In 2014, I wrote in my Christmas column about Charles Dickens’ first novel, The Pickwick Papers, which he published in 1837. One of its stories involved a lonely, miserable man, who on Christmas Eve was shown the past and the future by supernatural beings and reformed his life as a consequence.
If this story strikes you as familiar even though you have never read The Pickwick Papers, you may recognize it as the general plot to a book Dickens published six years later. A Christmas Carol, Dickens’ tale of the reformation of the miser Ebenezer Scrooge after his haunting by the Ghosts of Christmas Past, Present, and Future, remains widely beloved, both as a book and in its various cinematic and theatrical adaptations. Just in the past few weeks, I enjoyed a play based on Dickens’ book with my family.
Each Christmas we revisit the traditions that mean the most to us. As other circumstances in our lives change over the years, the songs, stories, or other traditions of the holiday season maintain their familiar, timeless aspects. Even in the most horrific conditions, they can provide comfort.

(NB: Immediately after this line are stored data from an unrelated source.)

//! Room Tariff Library
//!
//! Pure pricing math for room reservations: a flat per-room-per-night rate
//! and calendar stay-length arithmetic. No IO, no clock access - callers
//! supply the dates.
//!
//! # Example
//! ```
//! use chrono::NaiveDate;
//! use room_tariff::RatePlan;
//!
//! let plan = RatePlan::default();
//! let from = NaiveDate::from_ymd_opt(2024, 1, 1).unwrap();
//! let to = NaiveDate::from_ymd_opt(2024, 1, 4).unwrap();
//!
//! let quote = plan.quote(2, from, to);
//! assert_eq!(quote.total, 6000);
//! ```

use chrono::NaiveDate;

/// Default nightly rate per room, in whole currency units.
pub const BASE_PER_ROOM_PER_NIGHT: i64 = 1000;

/// Signed number of nights between two calendar dates.
///
/// Zero when the dates coincide, negative when `to` precedes `from`. Callers
/// decide whether inverted ranges are acceptable; this function just reports
/// the difference.
pub fn nights(from: NaiveDate, to: NaiveDate) -> i64 {
    (to - from).num_days()
}

/// A flat per-room-per-night rate plan.
#[derive(Debug, Clone, Copy, PartialEq, Eq)]
pub struct RatePlan {
    base_per_room_per_night: i64,
}

impl RatePlan {
    /// Creates a rate plan with a custom nightly rate.
    pub fn new(base_per_room_per_night: i64) -> Self {
        Self {
            base_per_room_per_night,
        }
    }

    /// Returns the nightly rate per room.
    pub fn base_per_room_per_night(&self) -> i64 {
        self.base_per_room_per_night
    }

    /// Prices a stay: `base × rooms × nights`, exactly.
    ///
    /// The nights term is signed, so an inverted date range produces a zero
    /// or negative total rather than an error.
    pub fn quote(&self, rooms: u32, from: NaiveDate, to: NaiveDate) -> Quote {
        let nights = nights(from, to);
        Quote {
            rooms,
            nights,
            total: self.base_per_room_per_night * rooms as i64 * nights,
        }
    }
}

impl Default for RatePlan {
    fn default() -> Self {
        Self::new(BASE_PER_ROOM_PER_NIGHT)
    }
}

/// The priced result of a stay.
#[derive(Debug, Clone, Copy, PartialEq, Eq)]
pub struct Quote {
    /// Number of rooms priced
    pub rooms: u32,
    /// Signed stay length in nights
    pub nights: i64,
    /// Total price for the stay
    pub total: i64,
}

#[cfg(test)]
mod tests {
    use super::*;

    fn date(y: i32, m: u32, d: u32) -> NaiveDate {
        NaiveDate::from_ymd_opt(y, m, d).unwrap()
    }

    #[test]
    fn test_nights_spanning_days() {
        assert_eq!(nights(date(2024, 1, 1), date(2024, 1, 4)), 3);
    }

    #[test]
    fn test_nights_same_day() {
        assert_eq!(nights(date(2024, 1, 1), date(2024, 1, 1)), 0);
    }

    #[test]
    fn test_nights_inverted_range_is_negative() {
        assert_eq!(nights(date(2024, 1, 4), date(2024, 1, 1)), -3);
    }

    #[test]
    fn test_nights_across_month_boundary() {
        assert_eq!(nights(date(2024, 1, 30), date(2024, 2, 2)), 3);
    }

    #[test]
    fn test_quote_worked_example() {
        let quote = RatePlan::default().quote(2, date(2024, 1, 1), date(2024, 1, 4));

        assert_eq!(quote.nights, 3);
        assert_eq!(quote.total, 6000);
    }

    #[test]
    fn test_quote_zero_rooms() {
        let quote = RatePlan::default().quote(0, date(2024, 1, 1), date(2024, 1, 4));

        assert_eq!(quote.total, 0);
    }

    #[test]
    fn test_quote_zero_nights() {
        let quote = RatePlan::default().quote(3, date(2024, 1, 1), date(2024, 1, 1));

        assert_eq!(quote.total, 0);
    }

    #[test]
    fn test_quote_inverted_range_goes_negative() {
        let quote = RatePlan::default().quote(2, date(2024, 1, 4), date(2024, 1, 1));

        assert_eq!(quote.total, -6000);
    }

    #[test]
    fn test_quote_custom_rate() {
        let quote = RatePlan::new(2500).quote(1, date(2024, 6, 10), date(2024, 6, 12));

        assert_eq!(quote.total, 5000);
    }
}
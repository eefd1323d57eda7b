//! Store port traits.
//!
//! These are the primary ports in our hexagonal architecture.
//! Adapters (Postgres, SQLite, InMemory) will implement these traits.

use crate::domain::{Booking, BookingId, NewBooking, Transaction, TransactionId};
use crate::dto::PaymentRequest;
use crate::error::RepoError;

/// Store port for booking records.
///
/// The store is the system of record and assigns ids on insert. Writes are
/// per-row; nothing here spans multiple rows.
#[async_trait::async_trait]
pub trait BookingRepository: Send + Sync + 'static {
    /// Persists a new booking and returns it with its assigned id.
    async fn create_booking(&self, new: NewBooking) -> Result<Booking, RepoError>;

    /// Gets a booking by id.
    async fn get_booking(&self, id: BookingId) -> Result<Option<Booking>, RepoError>;

    /// Records the settling transaction on a booking and returns the
    /// updated row. The only mutation bookings ever see.
    async fn set_transaction_id(
        &self,
        id: BookingId,
        transaction_id: TransactionId,
    ) -> Result<Booking, RepoError>;
}

/// Store port for transaction records.
#[async_trait::async_trait]
pub trait TransactionRepository: Send + Sync + 'static {
    /// Persists a transaction verbatim from the request and returns it with
    /// its assigned id. The referenced booking is not checked for existence.
    async fn create_transaction(&self, req: PaymentRequest) -> Result<Transaction, RepoError>;

    /// Gets a transaction by id.
    async fn get_transaction(&self, id: TransactionId) -> Result<Option<Transaction>, RepoError>;
}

This is what happened in 1914 along the Western Front during World War I, as I wrote in my 2016 Christmas column. On Christmas Eve, German soldiers in their trenches sang “Silent Night,” and the British responded with “The First Noel.” A few soldiers ventured from each side and met in “No Man’s Land” between the trenches, and soon hundreds met to swap gifts and play soccer in what is remembered as the Christmas Truce.
Whatever it is about this season that you most enjoy, I hope that you can spend this time in safety with your family and friends.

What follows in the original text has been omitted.